Objection 2

« L’extension de ce droit aux étrangers remettrait en cause « un des derniers fondement de notre modèle républicain » (pétition UNI/UMP)

Faux : le « modèle républicain » invoqué par l’UMP est en perpétuelle évolution pour s’adapter aux transformations de notre société.

Il faut rappeler

– que jusqu’en 1848 le droit de vote n’était autorisé qu’aux hommes payant un minimum d’impôt (appelé Cens d’où le nom de vote censitaire),

– que le 5 mars 1848 la République adopta certes le suffrage universel réservé au nationaux mais seuls les hommes âgés de 21 ans au moins pouvaient voter,

– qu’il faudra attendre l’ordonnance du 21 avril 1944 pour que les femmes aient le droit de vote qu’elles exerceront pour la première fois en avril 1945 à l’occasion d’élections municipales,

– que les militaires n’auront le droit de vote qu’à partir du 17 août 1945,

– que les jeunes de plus de 18 ans n’auront ce droit qu’en 1974

– et surtout que le traité de Maastricht de 1992 a donné le droit de vote et d’éligibilité aux élections locales et européennes aux étrangers membres de l’Union Européenne.

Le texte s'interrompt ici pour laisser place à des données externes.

//! Signer accounts and their balances
//!
//! - `AccountPool`: accounts derived from the admin mnemonic (or one private key)
//!   and the funded subset usable for sponsoring transactions
//! - `BalanceMaintainer`: tops up addresses from the primary pool account

mod pool;
mod topup;

pub use pool::{AccountPool, SignerAccount};
pub use topup::{top_up_amount, BalanceMaintainer, TopUpOutcome};
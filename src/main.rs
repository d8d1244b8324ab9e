//! Sponsor Relayer - pays gas for end-user transactions from a pool of signer accounts
//!
//! Loads the signer pool, coordinates nonces through the configured lock store,
//! keeps pool accounts topped up on a schedule and serves operator endpoints.

use anyhow::Result;
use std::sync::Arc;
use std::time::{Duration, Instant};
use tokio::signal;
use tracing::{error, info, warn};

use sponsor_relayer::api::{self, AppState};
use sponsor_relayer::chain::{ChainProvider, ConfirmationWatcher, NetworkClient};
use sponsor_relayer::config::Settings;
use sponsor_relayer::metrics::{self, MetricsServer};
use sponsor_relayer::state::{MemoryLockStore, NonceLockStore, PgLockStore};
use sponsor_relayer::tasks::{PoolTopUpTask, Schedule, TaskRunner};
use sponsor_relayer::tx::{GasEstimator, NonceLock, TransactionSender, TASKS_NAMESPACE, WALLET_NAMESPACE};
use sponsor_relayer::wallet::{AccountPool, BalanceMaintainer};

#[tokio::main]
async fn main() -> Result<()> {
    // Initialize logging
    init_logging();

    info!("Starting Sponsor Relayer v{}", env!("CARGO_PKG_VERSION"));
    let started_at = Instant::now();

    // Load configuration
    let settings = Settings::load()?;
    info!(
        "Loaded configuration for chain {} ({}), environment {}",
        settings.chain.name, settings.chain.chain_id, settings.relayer.environment
    );

    // Lock store: PostgreSQL when configured, otherwise process-local
    let store: Arc<dyn NonceLockStore> = if settings.database.url.is_empty() {
        Arc::new(MemoryLockStore::new())
    } else {
        let pg = PgLockStore::new(&settings.database, &settings.locks).await?;
        info!("Database connection established");
        pg.run_migrations().await?;
        info!("Database migrations complete");
        Arc::new(pg)
    };

    // Chain connection
    let provider = Arc::new(ChainProvider::new(settings.chain.clone()).await?);
    let client: Arc<dyn NetworkClient> = provider.clone();
    info!("Chain connection initialized");

    // Signer pool
    let accounts = AccountPool::load_accounts(&settings.wallet, settings.chain.chain_id)?;
    let nonce_lock = Arc::new(NonceLock::new(store.clone(), WALLET_NAMESPACE, &settings.locks));
    let pool = Arc::new(
        AccountPool::init(
            accounts,
            client.clone(),
            &nonce_lock,
            settings.wallet.min_balance_wei(),
        )
        .await?,
    );

    let sender = Arc::new(TransactionSender::new(
        client.clone(),
        pool.clone(),
        nonce_lock.clone(),
        GasEstimator::new(&settings.gas),
        ConfirmationWatcher::from_config(client.clone(), &settings.chain),
    ));
    let maintainer = Arc::new(BalanceMaintainer::new(
        sender.clone(),
        settings.topping.clone(),
        settings.relayer.is_permissive(),
    ));
    info!("Admin balance: {} wei", sender.get_balance(None).await?);

    // Scheduled tasks
    let tasks_lock = Arc::new(NonceLock::new(store.clone(), TASKS_NAMESPACE, &settings.locks));
    let mut task_runner = TaskRunner::new(tasks_lock);
    if settings.tasks.pool_top_up_enabled {
        let schedule = match &settings.tasks.pool_top_up_cron {
            Some(expression) => Schedule::cron(expression)?,
            None => Schedule::Every(Duration::from_secs(settings.tasks.pool_top_up_interval_secs)),
        };
        task_runner.register_task(Arc::new(PoolTopUpTask::new(
            maintainer.clone(),
            pool.clone(),
            schedule,
        )))?;
    }
    let task_runner = Arc::new(task_runner);
    task_runner.start_tasks().await;

    // Start API server
    let api_handle = tokio::spawn({
        let config = settings.api.clone();
        let state = AppState {
            pool: pool.clone(),
            nonce_lock: nonce_lock.clone(),
            store: store.clone(),
            client: client.clone(),
            started_at,
        };
        async move {
            if let Err(e) = api::run_server(config, state).await {
                error!("API server error: {}", e);
            }
        }
    });

    // Start metrics server
    let metrics_handle = if settings.metrics.enabled {
        let server = MetricsServer::new(settings.metrics.port);
        Some(tokio::spawn(async move {
            if let Err(e) = server.run().await {
                error!("Metrics server error: {}", e);
            }
        }))
    } else {
        None
    };

    // Health check loop
    let health_handle = tokio::spawn({
        let provider = provider.clone();
        let store = store.clone();
        let interval = settings.relayer.health_check_interval_secs;
        async move {
            loop {
                tokio::time::sleep(Duration::from_secs(interval)).await;

                let chain_ok = provider.health_check().await;
                if !chain_ok {
                    warn!("Chain {} health check failed", provider.chain_id());
                }

                let store_ok = match store.health_check().await {
                    Ok(()) => true,
                    Err(e) => {
                        warn!("Lock store health check failed: {}", e);
                        false
                    }
                };

                if chain_ok && store_ok {
                    metrics::record_health_check();
                } else {
                    metrics::record_health_check_failure();
                }
            }
        }
    });

    info!("Sponsor Relayer is running ({})", settings.relayer.instance_id);
    info!("API server: http://{}:{}", settings.api.host, settings.api.port);
    if settings.metrics.enabled {
        info!("Metrics: http://0.0.0.0:{}/metrics", settings.metrics.port);
    }

    // Wait for shutdown signal
    shutdown_signal().await;

    info!("Shutdown signal received, stopping...");

    // Graceful shutdown: let task runs in progress finish and release their locks
    task_runner.stop_tasks().await;

    api_handle.abort();
    health_handle.abort();
    if let Some(h) = metrics_handle {
        h.abort();
    }

    info!("Sponsor Relayer stopped");
    Ok(())
}

fn init_logging() {
    use tracing_subscriber::{fmt, prelude::*, EnvFilter};

    let filter = EnvFilter::try_from_default_env().unwrap_or_else(|_| {
        EnvFilter::new("info,sponsor_relayer=debug,sqlx=warn,hyper=warn")
    });

    tracing_subscriber::registry()
        .with(filter)
        .with(fmt::layer().with_target(true).with_thread_ids(true))
        .init();
}

async fn shutdown_signal() {
    let ctrl_c = async {
        if let Err(e) = signal::ctrl_c().await {
            error!("Failed to listen for Ctrl+C: {}", e);
            std::future::pending::<()>().await;
        }
    };

    #[cfg(unix)]
    let terminate = async {
        match signal::unix::signal(signal::unix::SignalKind::terminate()) {
            Ok(mut stream) => {
                stream.recv().await;
            }
            Err(e) => {
                error!("Failed to install SIGTERM handler: {}", e);
                std::future::pending::<()>().await;
            }
        }
    };

    #[cfg(not(unix))]
    let terminate = std::future::pending::<()>();

    tokio::select! {
        _ = ctrl_c => {},
        _ = terminate => {},
    }
}
//! Chain module - the network client the relayer submits through
//!
//! This module provides:
//! - The `NetworkClient` seam used by the pool, the lock and the sender
//! - An HTTP provider with multi-RPC failover
//! - Confirmation watching for broadcast transactions

pub mod finality;
pub mod provider;

pub use finality::ConfirmationWatcher;
pub use provider::ChainProvider;

use crate::error::RelayerResult;

use async_trait::async_trait;
use ethers::types::transaction::eip2718::TypedTransaction;
use ethers::types::{Address, Bytes, Signature, TransactionReceipt, H256, U256};

/// A transaction signed by a pool account, ready for broadcast
#[derive(Debug, Clone)]
pub struct SignedTransaction {
    pub tx: TypedTransaction,
    pub signature: Signature,
    pub from: Address,
    pub nonce: u64,
}

impl SignedTransaction {
    /// RLP encoding suitable for `eth_sendRawTransaction`
    pub fn rlp(&self) -> Bytes {
        self.tx.rlp_signed(&self.signature)
    }
}

/// Operations the relayer needs from a chain node
#[cfg_attr(test, mockall::automock)]
#[async_trait]
pub trait NetworkClient: Send + Sync {
    /// Chain ID transactions are signed for
    fn chain_id(&self) -> u64;

    async fn estimate_gas(&self, tx: &TypedTransaction) -> RelayerResult<U256>;

    /// Number of transactions the chain has accepted from `address`
    async fn get_transaction_count(&self, address: Address) -> RelayerResult<u64>;

    /// Like `get_transaction_count`, but also counting transactions still in the node's pool
    async fn get_pending_transaction_count(&self, address: Address) -> RelayerResult<u64>;

    async fn get_balance(&self, address: Address) -> RelayerResult<U256>;

    /// Broadcast a signed transaction, returning its hash once the node accepts it
    async fn send_transaction(&self, tx: &SignedTransaction) -> RelayerResult<H256>;

    async fn get_transaction_receipt(
        &self,
        tx_hash: H256,
    ) -> RelayerResult<Option<TransactionReceipt>>;

    async fn get_block_number(&self) -> RelayerResult<u64>;
}
//! Keeps secondary pool accounts supplied from the primary account

use super::{Schedule, Task, TaskContext};
use crate::error::{RelayerError, RelayerResult};
use crate::wallet::{AccountPool, BalanceMaintainer, TopUpOutcome};

use async_trait::async_trait;
use chrono::{DateTime, Utc};
use dashmap::DashMap;
use ethers::types::Address;
use std::sync::Arc;
use tracing::{debug, error, warn};

pub struct PoolTopUpTask {
    maintainer: Arc<BalanceMaintainer>,
    pool: Arc<AccountPool>,
    schedule: Schedule,
    /// Last successful top-up per address, for the minimum interval check
    last_topped_up: DashMap<Address, DateTime<Utc>>,
}

impl PoolTopUpTask {
    pub fn new(maintainer: Arc<BalanceMaintainer>, pool: Arc<AccountPool>, schedule: Schedule) -> Self {
        Self {
            maintainer,
            pool,
            schedule,
            last_topped_up: DashMap::new(),
        }
    }

    pub fn last_topped_up(&self, address: &Address) -> Option<DateTime<Utc>> {
        self.last_topped_up.get(address).map(|t| *t)
    }
}

#[async_trait]
impl Task for PoolTopUpTask {
    fn name(&self) -> &str {
        "topPoolAccounts"
    }

    fn schedule(&self) -> Schedule {
        self.schedule.clone()
    }

    async fn execute(&self, _ctx: &TaskContext) -> RelayerResult<String> {
        let primary = self.pool.primary_address();
        let (mut topped, mut skipped, mut failed) = (0, 0, 0);

        for address in self.pool.addresses().into_iter().filter(|a| *a != primary) {
            match self
                .maintainer
                .top_up(address, self.last_topped_up(&address), false)
                .await
            {
                Ok(TopUpOutcome::ToppedUp { .. }) => {
                    self.last_topped_up.insert(address, Utc::now());
                    topped += 1;
                }
                Ok(TopUpOutcome::NotNeeded { .. }) => {}
                Err(RelayerError::DailyLimitReached { .. }) => {
                    debug!("{:?} was topped up recently", address);
                    skipped += 1;
                }
                Err(e) if e.should_alert() => {
                    // The primary account cannot fund anyone else this run
                    error!(alert = true, "Stopping top-ups at {:?}: {}", address, e);
                    failed += 1;
                    break;
                }
                Err(e) => {
                    warn!("Failed to top up {:?}: {}", address, e);
                    failed += 1;
                }
            }
        }

        let summary = format!("topped up {}, skipped {}, failed {}", topped, skipped, failed);
        if failed > 0 {
            return Err(RelayerError::Task(summary));
        }
        Ok(summary)
    }
}
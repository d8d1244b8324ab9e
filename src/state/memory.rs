//! In-process reservation store

use super::{LockGrant, NonceLockStore, ReservationRecord, ReservationState, Settlement};
use crate::error::{RelayerError, RelayerResult};

use async_trait::async_trait;
use chrono::{DateTime, Utc};
use dashmap::DashMap;
use std::sync::atomic::{AtomicU64, Ordering};
use tracing::debug;
use uuid::Uuid;

struct Entry {
    nonce: u64,
    state: ReservationState,
    holder: Option<Uuid>,
    updated_at: DateTime<Utc>,
    /// Claim sequence, used to prefer the least recently claimed record
    last_claim: u64,
}

impl Entry {
    fn record(&self, key: &str) -> ReservationRecord {
        ReservationRecord {
            key: key.to_string(),
            nonce: self.nonce,
            state: self.state,
            holder: self.holder,
            updated_at: self.updated_at,
        }
    }
}

/// Reservation store for single-process deployments and tests
pub struct MemoryLockStore {
    entries: DashMap<(String, String), Entry>,
    claims: AtomicU64,
}

impl MemoryLockStore {
    pub fn new() -> Self {
        Self {
            entries: DashMap::new(),
            claims: AtomicU64::new(0),
        }
    }

    fn id(namespace: &str, key: &str) -> (String, String) {
        (namespace.to_string(), key.to_string())
    }
}

impl Default for MemoryLockStore {
    fn default() -> Self {
        Self::new()
    }
}

#[async_trait]
impl NonceLockStore for MemoryLockStore {
    async fn insert_if_absent(&self, namespace: &str, key: &str, nonce: u64) -> RelayerResult<bool> {
        let mut created = false;
        self.entries.entry(Self::id(namespace, key)).or_insert_with(|| {
            created = true;
            Entry {
                nonce,
                state: ReservationState::Free,
                holder: None,
                updated_at: Utc::now(),
                last_claim: 0,
            }
        });
        Ok(created)
    }

    async fn existing_keys(&self, namespace: &str, keys: &[String]) -> RelayerResult<Vec<String>> {
        Ok(keys
            .iter()
            .filter(|key| self.entries.contains_key(&Self::id(namespace, key)))
            .cloned()
            .collect())
    }

    async fn try_lock(
        &self,
        namespace: &str,
        keys: &[String],
        holder: Uuid,
    ) -> RelayerResult<Option<LockGrant>> {
        let mut candidates: Vec<(u64, &String)> = keys
            .iter()
            .filter_map(|key| {
                self.entries
                    .get(&Self::id(namespace, key))
                    .filter(|e| e.state.is_available())
                    .map(|e| (e.last_claim, key))
            })
            .collect();
        candidates.sort_by_key(|(last_claim, _)| *last_claim);

        for (_, key) in candidates {
            let Some(mut entry) = self.entries.get_mut(&Self::id(namespace, key)) else {
                continue;
            };
            // Re-check under the entry lock; another caller may have won the race
            if !entry.state.is_available() {
                continue;
            }
            entry.state = ReservationState::Locked;
            entry.holder = Some(holder);
            entry.updated_at = Utc::now();
            entry.last_claim = self.claims.fetch_add(1, Ordering::SeqCst) + 1;

            return Ok(Some(LockGrant {
                key: key.clone(),
                nonce: entry.nonce,
                holder,
            }));
        }

        Ok(None)
    }

    async fn settle(
        &self,
        namespace: &str,
        key: &str,
        holder: Uuid,
        settlement: Settlement,
    ) -> RelayerResult<bool> {
        let Some(mut entry) = self.entries.get_mut(&Self::id(namespace, key)) else {
            return Ok(false);
        };
        if entry.holder != Some(holder) {
            debug!("Ignoring settlement of {} by a holder that lost it", key);
            return Ok(false);
        }

        entry.holder = None;
        entry.updated_at = Utc::now();
        match settlement {
            Settlement::Release => {
                entry.nonce += 1;
                entry.state = ReservationState::Free;
            }
            Settlement::Fail => {
                entry.state = ReservationState::Failed;
            }
        }
        Ok(true)
    }

    async fn renew(&self, namespace: &str, key: &str, holder: Uuid) -> RelayerResult<bool> {
        match self.entries.get_mut(&Self::id(namespace, key)) {
            Some(mut entry)
                if entry.holder == Some(holder) && entry.state == ReservationState::Locked =>
            {
                entry.updated_at = Utc::now();
                Ok(true)
            }
            _ => Ok(false),
        }
    }

    async fn unlock(&self, namespace: &str, key: &str, new_nonce: Option<u64>) -> RelayerResult<()> {
        let mut entry = self
            .entries
            .get_mut(&Self::id(namespace, key))
            .ok_or_else(|| RelayerError::LockStore(format!("No reservation for {}", key)))?;

        if let Some(nonce) = new_nonce {
            entry.nonce = nonce;
        }
        entry.state = ReservationState::Free;
        entry.holder = None;
        entry.updated_at = Utc::now();
        Ok(())
    }

    async fn get(&self, namespace: &str, key: &str) -> RelayerResult<Option<ReservationRecord>> {
        Ok(self
            .entries
            .get(&Self::id(namespace, key))
            .map(|e| e.record(key)))
    }

    async fn list(&self, namespace: &str) -> RelayerResult<Vec<ReservationRecord>> {
        let mut records: Vec<_> = self
            .entries
            .iter()
            .filter(|e| e.key().0 == namespace)
            .map(|e| e.value().record(&e.key().1))
            .collect();
        records.sort_by(|a, b| a.key.cmp(&b.key));
        Ok(records)
    }

    async fn health_check(&self) -> RelayerResult<()> {
        Ok(())
    }
}

#[cfg(test)]
mod tests {
    use super::*;

    fn keys(names: &[&str]) -> Vec<String> {
        names.iter().map(|k| k.to_string()).collect()
    }

    #[tokio::test]
    async fn test_insert_is_idempotent() {
        let store = MemoryLockStore::new();
        assert!(store.insert_if_absent("wallet", "a", 5).await.unwrap());
        assert!(!store.insert_if_absent("wallet", "a", 9).await.unwrap());

        let record = store.get("wallet", "a").await.unwrap().unwrap();
        assert_eq!(record.nonce, 5);
        assert_eq!(record.state, ReservationState::Free);

        let existing = store.existing_keys("wallet", &keys(&["a", "b"])).await.unwrap();
        assert_eq!(existing, keys(&["a"]));
    }

    #[tokio::test]
    async fn test_lock_claims_each_key_once() {
        let store = MemoryLockStore::new();
        store.insert_if_absent("wallet", "a", 0).await.unwrap();
        store.insert_if_absent("wallet", "b", 0).await.unwrap();
        let candidates = keys(&["a", "b"]);

        let first = store.try_lock("wallet", &candidates, Uuid::new_v4()).await.unwrap().unwrap();
        let second = store.try_lock("wallet", &candidates, Uuid::new_v4()).await.unwrap().unwrap();
        assert_ne!(first.key, second.key);

        assert!(store.try_lock("wallet", &candidates, Uuid::new_v4()).await.unwrap().is_none());
    }

    #[tokio::test]
    async fn test_release_advances_and_fail_keeps_nonce() {
        let store = MemoryLockStore::new();
        store.insert_if_absent("wallet", "a", 3).await.unwrap();
        let candidates = keys(&["a"]);

        let grant = store.try_lock("wallet", &candidates, Uuid::new_v4()).await.unwrap().unwrap();
        assert!(store.settle("wallet", "a", grant.holder, Settlement::Release).await.unwrap());
        // Second settlement by the same holder is a no-op
        assert!(!store.settle("wallet", "a", grant.holder, Settlement::Release).await.unwrap());
        assert_eq!(store.get("wallet", "a").await.unwrap().unwrap().nonce, 4);

        let grant = store.try_lock("wallet", &candidates, Uuid::new_v4()).await.unwrap().unwrap();
        assert_eq!(grant.nonce, 4);
        assert!(store.settle("wallet", "a", grant.holder, Settlement::Fail).await.unwrap());
        let record = store.get("wallet", "a").await.unwrap().unwrap();
        assert_eq!(record.nonce, 4);
        assert_eq!(record.state, ReservationState::Failed);

        // A failed record is claimable again
        assert!(store.try_lock("wallet", &candidates, Uuid::new_v4()).await.unwrap().is_some());
    }

    #[tokio::test]
    async fn test_unlock_overrides_holder() {
        let store = MemoryLockStore::new();
        store.insert_if_absent("wallet", "a", 1).await.unwrap();

        let grant = store.try_lock("wallet", &keys(&["a"]), Uuid::new_v4()).await.unwrap().unwrap();
        store.unlock("wallet", "a", Some(10)).await.unwrap();

        // The evicted holder can no longer move the nonce
        assert!(!store.settle("wallet", "a", grant.holder, Settlement::Release).await.unwrap());
        let record = store.get("wallet", "a").await.unwrap().unwrap();
        assert_eq!(record.nonce, 10);
        assert_eq!(record.state, ReservationState::Free);

        assert!(store.unlock("wallet", "missing", None).await.is_err());
    }

    #[tokio::test]
    async fn test_renew_stops_after_eviction() {
        let store = MemoryLockStore::new();
        store.insert_if_absent("tasks", "topPoolAccounts", 0).await.unwrap();

        let grant = store
            .try_lock("tasks", &keys(&["topPoolAccounts"]), Uuid::new_v4())
            .await
            .unwrap()
            .unwrap();
        assert!(store.renew("tasks", "topPoolAccounts", grant.holder).await.unwrap());
        assert!(!store.renew("tasks", "topPoolAccounts", Uuid::new_v4()).await.unwrap());

        store.unlock("tasks", "topPoolAccounts", None).await.unwrap();
        assert!(!store.renew("tasks", "topPoolAccounts", grant.holder).await.unwrap());
        assert!(!store.renew("tasks", "missing", grant.holder).await.unwrap());
    }

    #[tokio::test]
    async fn test_namespaces_are_isolated() {
        let store = MemoryLockStore::new();
        store.insert_if_absent("wallet", "a", 0).await.unwrap();
        store.insert_if_absent("tasks", "a", 0).await.unwrap();

        store.try_lock("wallet", &keys(&["a"]), Uuid::new_v4()).await.unwrap().unwrap();
        assert!(store.try_lock("tasks", &keys(&["a"]), Uuid::new_v4()).await.unwrap().is_some());
        assert_eq!(store.list("wallet").await.unwrap().len(), 1);
    }
}
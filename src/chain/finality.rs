//! Confirmation tracking for broadcast transactions
//!
//! After a node acknowledges a transaction the sender keeps polling for its
//! receipt and for the chain head, reporting each new confirmation depth until
//! the configured depth is reached.

use super::NetworkClient;
use crate::config::ChainConfig;
use crate::error::{RelayerError, RelayerResult};

use ethers::types::{TransactionReceipt, H256};
use std::sync::Arc;
use std::time::Duration;
use tracing::{debug, info, warn};

/// Waits for a transaction to be included and confirmed
pub struct ConfirmationWatcher {
    client: Arc<dyn NetworkClient>,
    /// Required confirmation blocks (the inclusion block counts as one)
    confirmation_blocks: u64,
    poll_interval: Duration,
    timeout: Duration,
}

impl ConfirmationWatcher {
    pub fn new(
        client: Arc<dyn NetworkClient>,
        confirmation_blocks: u64,
        poll_interval: Duration,
        timeout: Duration,
    ) -> Self {
        Self {
            client,
            confirmation_blocks: confirmation_blocks.max(1),
            poll_interval,
            timeout,
        }
    }

    pub fn from_config(client: Arc<dyn NetworkClient>, config: &ChainConfig) -> Self {
        Self::new(
            client,
            config.confirmation_blocks,
            Duration::from_millis(config.receipt_poll_interval_ms),
            Duration::from_secs(config.receipt_timeout_secs),
        )
    }

    /// Wait until `tx_hash` reaches the required depth.
    ///
    /// `on_confirmation` is invoked once per newly observed depth, in increasing order.
    pub async fn wait<F>(&self, tx_hash: H256, mut on_confirmation: F) -> RelayerResult<TransactionReceipt>
    where
        F: FnMut(u64) + Send,
    {
        let watch = async {
            let mut reported = 0u64;
            loop {
                match self.poll(tx_hash).await {
                    Ok(Some((receipt, confirmations))) => {
                        if confirmations > reported {
                            for depth in (reported + 1)..=confirmations {
                                on_confirmation(depth);
                            }
                            reported = confirmations;
                        }
                        if confirmations >= self.confirmation_blocks {
                            info!(
                                "Transaction {:?} confirmed ({} confirmations)",
                                tx_hash, confirmations
                            );
                            return receipt;
                        }
                        debug!(
                            "Transaction {:?} has {} / {} confirmations",
                            tx_hash, confirmations, self.confirmation_blocks
                        );
                    }
                    Ok(None) => {
                        debug!("Receipt for {:?} not available yet", tx_hash);
                    }
                    Err(e) => {
                        warn!("Failed to poll receipt for {:?}: {}", tx_hash, e);
                    }
                }

                tokio::time::sleep(self.poll_interval).await;
            }
        };

        tokio::time::timeout(self.timeout, watch)
            .await
            .map_err(|_| RelayerError::Timeout {
                operation: format!("receipt of {:?}", tx_hash),
            })
    }

    async fn poll(&self, tx_hash: H256) -> RelayerResult<Option<(TransactionReceipt, u64)>> {
        let receipt = match self.client.get_transaction_receipt(tx_hash).await? {
            Some(receipt) => receipt,
            None => return Ok(None),
        };

        let tx_block = match receipt.block_number {
            Some(block) => block.as_u64(),
            None => return Ok(None),
        };

        let current_block = self.client.get_block_number().await?;
        let confirmations = current_block.saturating_sub(tx_block) + 1;

        Ok(Some((receipt, confirmations)))
    }
}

Il faut rappeler également que la constitution de 1793 accordait le droit de vote à tous les hommes âgés de 21 ans et, dans certaines conditions, la citoyenneté (et le droit de vote) aux étrangers comme le précisait son Article 4 : « Tout étranger âgé de vingt et un ans accomplis, qui, domicilié en France depuis une année – Y vit de son travail – Ou acquiert une propriété – Ou épouse une française – Ou adopte un enfant – Ou nourrit un vieillard ; – Tout étranger enfin, qui sera jugé par le corps législatif avoir bien mérité de l’humanité – Est admis à l’exercice des droits de citoyen français ».